3  Merge Emissions Datasets

This chapter describes the process used to merge emissions datasets.

3.1 Datasets

Two emissions datasets, obtained from emLab, were used in this analysis:

  • Broadcasting emissions: meds_capstone_ais_emissions_data_v20241121.csv

  • Non-broadcasting emissions: meds_capstone_non_broadcasting_emissions_data_v20250116.csv

The data were pre-filtered by emLab from a larger emissions dataset to select for fishing vessels.

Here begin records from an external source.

//! # `DeconvNormAct2d` - transposed-conv/norm/activation block.
//!
//! The upsampling counterpart of
//! [`ConvNormAct2d`](crate::layers::blocks::conv_norm_act::ConvNormAct2d):
//! a [`ConvTranspose2d`] layer, a [`Normalization`] layer, and an
//! [`Activation`] layer in sequence.
//!
//! With kernel 3, stride 2, padding 1, and output padding 1, the block
//! exactly doubles spatial resolution; the generator's up-path relies on
//! this to undo its stride-2 down-path.

use crate::layers::activation::{Activation, ActivationConfig};
use crate::layers::norm::{Normalization, NormalizationConfig};
use bimm_contracts::{assert_shape_contract_periodically, unpack_shape_contract};
use burn::nn::conv::{ConvTranspose2d, ConvTranspose2dConfig};
use burn::prelude::{Backend, Config, Module, Tensor};

/// [`DeconvNormAct2d`] Meta.
pub trait DeconvNormAct2dMeta {
    /// Number of input channels.
    fn in_channels(&self) -> usize;

    /// Number of output channels.
    fn out_channels(&self) -> usize;

    /// Get the stride.
    fn stride(&self) -> [usize; 2];
}

/// [`DeconvNormAct2d`] Config.
///
/// Implements [`DeconvNormAct2dMeta`].
#[derive(Config, Debug)]
pub struct DeconvNormAct2dConfig {
    /// The [`ConvTranspose2d`] config.
    pub deconv: ConvTranspose2dConfig,

    /// The [`Normalization`] config.
    #[config(default = "NormalizationConfig::instance()")]
    pub norm: NormalizationConfig,

    /// The [`Activation`] config.
    #[config(default = "ActivationConfig::Relu")]
    pub act: ActivationConfig,
}

impl DeconvNormAct2dMeta for DeconvNormAct2dConfig {
    fn in_channels(&self) -> usize {
        self.deconv.channels[0]
    }

    fn out_channels(&self) -> usize {
        self.deconv.channels[1]
    }

    fn stride(&self) -> [usize; 2] {
        self.deconv.stride
    }
}

impl DeconvNormAct2dConfig {
    /// A resolution-doubling config: kernel 3, stride 2, padding 1,
    /// output padding 1.
    pub fn upsample_2x(channels: [usize; 2]) -> Self {
        Self::new(
            ConvTranspose2dConfig::new(channels, [3, 3])
                .with_stride([2, 2])
                .with_padding([1, 1])
                .with_padding_out([1, 1]),
        )
    }

    /// Initialize a [`DeconvNormAct2d`].
    ///
    /// Auto-matches the norm layer feature size
    /// to the deconv layer's output channels.
    pub fn init<B: Backend>(
        self,
        device: &B::Device,
    ) -> DeconvNormAct2d<B> {
        let channels = self.deconv.channels;
        let stride = self.deconv.stride;
        DeconvNormAct2d {
            channels,
            stride,
            deconv: self.deconv.init(device),
            norm: self.norm.with_num_features(channels[1]).init(device),
            act: self.act.init(device),
        }
    }
}

/// Sequenced transposed-conv/norm/activation block.
///
/// Implements [`DeconvNormAct2dMeta`].
#[derive(Module, Debug)]
pub struct DeconvNormAct2d<B: Backend> {
    /// ``[in_channels, out_channels]``.
    pub channels: [usize; 2],

    /// The deconv stride.
    pub stride: [usize; 2],

    /// Internal ConvTranspose2d layer.
    pub deconv: ConvTranspose2d<B>,

    /// Internal Norm layer.
    pub norm: Normalization<B>,

    /// Activation layer.
    pub act: Activation<B>,
}

impl<B: Backend> DeconvNormAct2dMeta for DeconvNormAct2d<B> {
    fn in_channels(&self) -> usize {
        self.channels[0]
    }

    fn out_channels(&self) -> usize {
        self.channels[1]
    }

    fn stride(&self) -> [usize; 2] {
        self.stride
    }
}

impl<B: Backend> DeconvNormAct2d<B> {
    /// Forward Pass.
    ///
    /// Assumes a resolution-multiplying deconv configuration
    /// (see [`DeconvNormAct2dConfig::upsample_2x`]).
    ///
    /// # Arguments
    ///
    /// - `input`: ``[batch, in_channels, in_height, in_width]``.
    ///
    /// # Returns
    ///
    /// ``[batch, out_channels, in_height*stride, in_width*stride]``
    pub fn forward(
        &self,
        input: Tensor<B, 4>,
    ) -> Tensor<B, 4> {
        let [batch, in_height, in_width] = unpack_shape_contract!(
            ["batch", "in_channels", "in_height", "in_width"],
            &input,
            &["batch", "in_height", "in_width"],
            &[("in_channels", self.in_channels())]
        );

        let x = self.deconv.forward(input);
        let x = self.norm.forward(x);
        let x = self.act.forward(x);

        assert_shape_contract_periodically!(
            [
                "batch",
                "out_channels",
                "out_height" = "in_height" * "height_stride",
                "out_width" = "in_width" * "width_stride"
            ],
            &x,
            &[
                ("batch", batch),
                ("out_channels", self.out_channels()),
                ("in_height", in_height),
                ("in_width", in_width),
                ("height_stride", self.stride()[0]),
                ("width_stride", self.stride()[1]),
            ]
        );

        x
    }
}

#[cfg(test)]
mod tests {
    use super::*;
    use bimm_contracts::assert_shape_contract;
    use burn::backend::{Autodiff, NdArray};
    use burn::tensor::Distribution;

    #[test]
    fn test_upsample_config() {
        let config = DeconvNormAct2dConfig::upsample_2x([4, 2]);

        assert_eq!(config.in_channels(), 4);
        assert_eq!(config.out_channels(), 2);
        assert_eq!(config.stride(), [2, 2]);
    }

    #[test]
    fn test_deconv_norm_act_doubles_resolution() {
        type B = Autodiff<NdArray<f32>>;
        let device = Default::default();

        let layer: DeconvNormAct2d<B> = DeconvNormAct2dConfig::upsample_2x([4, 2]).init(&device);
        assert_eq!(layer.in_channels(), 4);
        assert_eq!(layer.out_channels(), 2);
        assert_eq!(layer.norm.num_features(), 2);

        let input = Tensor::random([2, 4, 5, 7], Distribution::Default, &device);
        let output = layer.forward(input);

        assert_shape_contract!(
            ["batch", "out_channels", "out_height", "out_width"],
            &output,
            &[
                ("batch", 2),
                ("out_channels", 2),
                ("out_height", 10),
                ("out_width", 14)
            ],
        );
    }
}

The following columns are required:

  • month
  • flag
  • vessel_class
  • lon_bin
  • lat_bin
  • emissions_{pollutant}_mt

define broadcasting vs. non-broadcasting?

3.2 Packages

  • {tidyverse}
  • {janitor}
  • {lubridate}

3.3 Methods

3.3.1 Join Emissions Data

Emissions datasets (datasets 1 and 2 above) were read into the pipeline, the column names were converted to snake case, and a new year-month column was created for both datasets. In the broadcasting dataset, NA values in the flag column were filled with “UNK” to represent flag unknown, and vessel_class was filtered for gear types identified with a high degree of confidence (i.e. “squid_jigger”, “drifting_longlines”, “pole_and_line”, “trollers”, “pots_and_traps”, “set_longlines”, “set_gillnets”, “trawlers”, “dredge_fishing”, “tuna_purse_seines”, “other_purse_seines”, “other_seines”). This eliminated gear types such as “passenger” that were likely mis-identified as “fishing” or as “passenger” by GFW’s machine learning algorithm.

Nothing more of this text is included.